Strobl, bereits länger in der Migrationsforschung tätig, sagt: „Die USA und Großbritannien sind gut erforscht. Ganz anders Australien.“ Das sei momentan auch ein Trend in der Forschung – Gebiete abseits der Haupttransitrouten anzuschauen.
Der Historiker machte sich also nach Down Under auf und stellte erfreut fest, dass in Australien Quellen und Archive ganz ausgezeichnet sind. „Sämtliche Einbürgerungsurkunden sind vorhanden.“ Die hat er ausgewertet und herausgefunden, dass 2.609 Menschen aus Österreich bis 1949 eingebürgert wurden. Strobl analysierte diese Gruppe und fokussierte auf ein Prozent: „Ich habe 26 Menschen ausgewählt, die repräsentativ für die österreichischen Migranten sind – Frauen, Kinder, Ältere, unterschiedliche Glaubensrichtungen und Berufe wie Ärzte, Rechtsanwälte, Wirtschaftstreibende“, sagt Strobl. Und weiter: „Der Großteil war jüdisch, zumindest nach den NS-Kriterien. Viele haben sich aber nicht als Juden gesehen und sind erst nach dem Anschluss von den Nazis zu Juden gemacht worden.“
Karl Anton Schwarz ist einer davon. „Er war ein Hobbysportler und im österreichischen Alpenverein eine kleine Nummer“, erzählt Strobl, der mit vielen Bekannten und Verwandten von Schwarz gesprochen hat. „Aber er hat viel mitbekommen – wie der Alpenverein, dessen Strukturen und das Skitourengehen in der Zwischenkriegszeit funktioniert haben.“
Begeistert von den Möglichkeiten des Skifahrens, das damals in Australien nur in exklusiven Kreisen praktiziert wurde, importierte er das Konzept des Österreichischen Alpenvereins. „So wurde er in seiner neuen Heimat einer der großen Pioniere des Skisports – und sehr berühmt. Hierzulande ist er vergessen“, erzählt Strobl.
Dance made in Austria
Gertrud Bodenwieser war ebenfalls eine Pionierin – eine des modernen Ausdruckstanzes. Wie Schwarz flüchtete sie vor Ausbruch des Zweiten Weltkriegs nach Australien.

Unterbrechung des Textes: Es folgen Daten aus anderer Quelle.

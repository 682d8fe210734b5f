//! This module contains errors raised by decision-procedure backends.

use thiserror::Error;

use crate::term::Term;

/// Errors that a [`crate::solver::Oracle`] implementation can raise.
///
/// These are hard backend failures. A query that the backend ran but could
/// not decide is _not_ an error; it is the
/// [`crate::solver::SatOutcome::Unknown`] outcome, which callers must handle
/// as a third value rather than collapsing into either of the others.
#[derive(Clone, Debug, Eq, Error, PartialEq)]
pub enum Error {
    #[error("The term {term} is not well-sorted for this query")]
    IllSortedTerm { term: Term },

    #[error("Cannot pop {requested} assertion frames when only {available} are pushed")]
    NoSuchFrame { requested: usize, available: usize },

    #[error("The solver backend failed: {message}")]
    Backend { message: String },
}

/// The result type for methods that may have solver errors.
pub type Result<T> = std::result::Result<T, Error>;
//! This module contains the worklist interpreter that drives symbolic
//! exploration of a [`ControlGraph`].
//!
//! The interpreter is generic over the graph's statement and expression node
//! types; what those nodes _mean_ is supplied by two pluggable strategies,
//! [`StatementInterpreter`] and [`ExpressionInterpreter`]. The engine itself
//! only schedules: it executes each block against its path's scope, forks one
//! child path per outgoing jump (letting the oracle prune the provably
//! unreachable ones), and folds the outputs of completed paths into one
//! aggregate via if-then-else composition.
//!
//! # Ordering
//!
//! The worklist is a FIFO, so exploration is breadth-first in enqueue order.
//! Because output merging uses condition-gated if-then-else composition
//! rather than concatenation, the logical value of the combined outputs does
//! not depend on dequeue order; only the tie-break among simultaneously
//! feasible overlapping paths is order-sensitive.
//!
//! # Loops
//!
//! There is no cycle detection and no widening. A cyclic graph is explored
//! until the oracle proves every further unrolling infeasible; bounding an
//! unbounded loop is strictly an upstream graph-construction responsibility.

use std::collections::VecDeque;

use crate::{
    constant::DEFAULT_ELIDE_TAUTOLOGICAL_FORKS,
    error::{interpretation, Result},
    graph::{BlockId, ControlGraph},
    path::{ForkOutcome, PathId, PathTree},
    scope::{ScopeId, ScopeTree},
    solver::{Feasibility, Oracle},
    term::Term,
    watchdog::DynWatchdog,
};

/// How a variable reference is resolved by an expression interpreter.
#[derive(Clone, Copy, Debug, Eq, PartialEq)]
pub enum Resolution {
    /// Resolve to the variable's current valuation. This is the reduced
    /// resolution used for ordinary evaluation.
    Valuation,

    /// Resolve to the variable's stable placeholder, for callers that build
    /// solver-bookkeeping formulas rather than values.
    Placeholder,
}

/// The strategy that gives meaning to a block's statement list.
pub trait StatementInterpreter<S> {
    /// Executes `statements` against `scope`, mutating it, and returns the
    /// output terms the statements produce (typically from returns). Most
    /// blocks produce none.
    ///
    /// # Errors
    ///
    /// Returns [`Err`] on a contract violation, which aborts the whole
    /// interpretation.
    fn execute(
        &mut self,
        scopes: &mut ScopeTree,
        scope: ScopeId,
        statements: &[S],
    ) -> Result<Vec<Term>>;
}

/// The strategy that lowers an expression node into a [`Term`].
pub trait ExpressionInterpreter<E> {
    /// Evaluates `expression` against `scope`, resolving variable references
    /// per `resolution`.
    ///
    /// # Errors
    ///
    /// Returns [`Err`] on a contract violation, which aborts the whole
    /// interpretation.
    fn evaluate(
        &mut self,
        scopes: &ScopeTree,
        scope: ScopeId,
        expression: &E,
        resolution: Resolution,
    ) -> Result<Term>;
}

/// An ephemeral unit of pending work: one path positioned at one block.
#[derive(Clone, Copy, Debug, Eq, PartialEq)]
struct WorkItem {
    path:  PathId,
    block: BlockId,
}

/// The configuration for the interpreter.
#[derive(Clone, Debug, Eq, PartialEq)]
pub struct Config {
    /// Whether to skip the satisfiability query when forking on a branch
    /// condition that simplifies to the constant `true`.
    ///
    /// The per-fork query is the dominant cost of an interpretation, and
    /// unconditional jumps fork on a syntactic tautology, so eliding those
    /// queries is almost always wanted.
    ///
    /// Defaults to [`DEFAULT_ELIDE_TAUTOLOGICAL_FORKS`].
    pub elide_tautological_forks: bool,
}

impl Config {
    /// Sets the `elide_tautological_forks` config parameter to `value`.
    #[must_use]
    pub fn with_elide_tautological_forks(mut self, value: bool) -> Self {
        self.elide_tautological_forks = value;
        self
    }
}

impl Default for Config {
    fn default() -> Self {
        let elide_tautological_forks = DEFAULT_ELIDE_TAUTOLOGICAL_FORKS;
        Self {
            elide_tautological_forks,
        }
    }
}

/// The result of interpreting a graph to worklist exhaustion.
#[derive(Clone, Debug, Eq, PartialEq)]
pub struct Exploration {
    /// The combined outputs: slot by slot, the if-then-else composition of
    /// every completed path's contribution gated on that path's condition.
    pub outputs: Vec<Term>,

    /// The number of paths that reached the exit block.
    pub completed_paths: usize,

    /// The number of forks whose feasibility the oracle could not decide.
    ///
    /// These paths were explored — their conditions gate their contributions,
    /// so an unrealizable one contributes nothing to any feasible model —
    /// but callers must surface them: a non-zero count means the exploration
    /// may include unrealizable paths.
    pub undecided_paths: usize,
}

impl Exploration {
    fn empty() -> Self {
        Self {
            outputs: Vec::new(),
            completed_paths: 0,
            undecided_paths: 0,
        }
    }
}

/// The worklist interpreter for one [`ControlGraph`].
///
/// It owns the graph and the two node-interpretation strategies; the scope
/// tree and the oracle are passed per run so that callers can declare the
/// function's inputs in the root frame beforehand and inspect the tree
/// afterwards.
#[derive(Debug)]
pub struct Interpreter<S, E, SI, EI>
where
    SI: StatementInterpreter<S>,
    EI: ExpressionInterpreter<E>,
{
    /// The graph being interpreted.
    graph: ControlGraph<S, E>,

    /// The strategy executing statement lists.
    statements: SI,

    /// The strategy lowering expressions into terms.
    expressions: EI,

    /// The configuration of the interpreter.
    config: Config,

    /// A watchdog polled between work items to check whether the caller
    /// wants the run abandoned wholesale.
    watchdog: DynWatchdog,
}
//! This module contains errors pertaining to the worklist interpreter.

use thiserror::Error;

use crate::graph::{BlockId, ConditionId, JumpId};

/// Errors that occur while the worklist interpreter walks a
/// block/condition/jump graph.
///
/// The dangling-id variants attribute the offending node directly so that a
/// front-end bug can be reported against the graph element that caused it.
#[derive(Clone, Debug, Eq, Error, PartialEq)]
pub enum Error {
    #[error("The block {block:?} does not exist in the graph")]
    NoSuchBlock { block: BlockId },

    #[error("The condition {condition:?} does not exist in the graph")]
    NoSuchCondition { condition: ConditionId },

    #[error("The jump {jump:?} does not exist in the graph")]
    NoSuchJump { jump: JumpId },

    #[error("Interpretation was stopped by the watchdog")]
    StoppedByWatchdog,
}

/// The result type for methods that may have interpretation errors.
pub type Result<T> = std::result::Result<T, Error>;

In einem kleinen Studio in Sydney hat die erfolgreiche Choreografin und Tänzerin dann die australische Variante des Modern Dance entwickelt.
Auch Gertrude Langers Tagebuchnotizen erzählen davon, dass sie in der neuen Heimat ein kulturelles Vakuum vorfand: „Es gibt keine Architektur, die dieses Namens würdig wäre, keine professionellen Theater, die Kunstgalerien sind fürchterlich“, schrieb die Kunsthistorikerin, nachdem sie mit ihrem Mann, dem Architekten Karl Langer, im provinziellen Brisbane angekommen war. Über Jahre konnte sie sich schließlich einen Ruf als Kunstexpertin aufbauen, revolutionierte dabei den Kunstsektor in Queensland und wurde schließlich zu einer der Wegbereiterinnen der modernen Kunst in Australien.
Kapital
Einzelschicksale? Ja, aber sie zeigen auch, welchen Beitrag österreichische Zuwanderer zur wirtschaftlichen und kulturellen Entwicklung der australischen Nachkriegsgesellschaft geleistet haben, ist Strobl überzeugt. Das ist es auch, was den Zeithistoriker besonders interessiert hat: „Dieser enorme Wissenstransfer – was diese Gruppe Menschen in ein neues Umfeld gebracht haben“, sagt er. Sein Fazit: „Man sollte Migranten nicht als Belastung betrachten, sondern sich ansehen, was an neuem Wissen und neuen Ideen ankommt.“
Apropos: Charles William Anton arbeitete ein Leben lang daran, „ein Skikarussell à la Kitzbühel“ aufzubauen, er gründete Thredbo, heute Australiens viertgrößtes Skigebiet am Mount Kosciuszko, dem höchsten Berg Australiens. Die „Patscherkofelhütte“ war Antons letztes Projekt. Er starb 1966.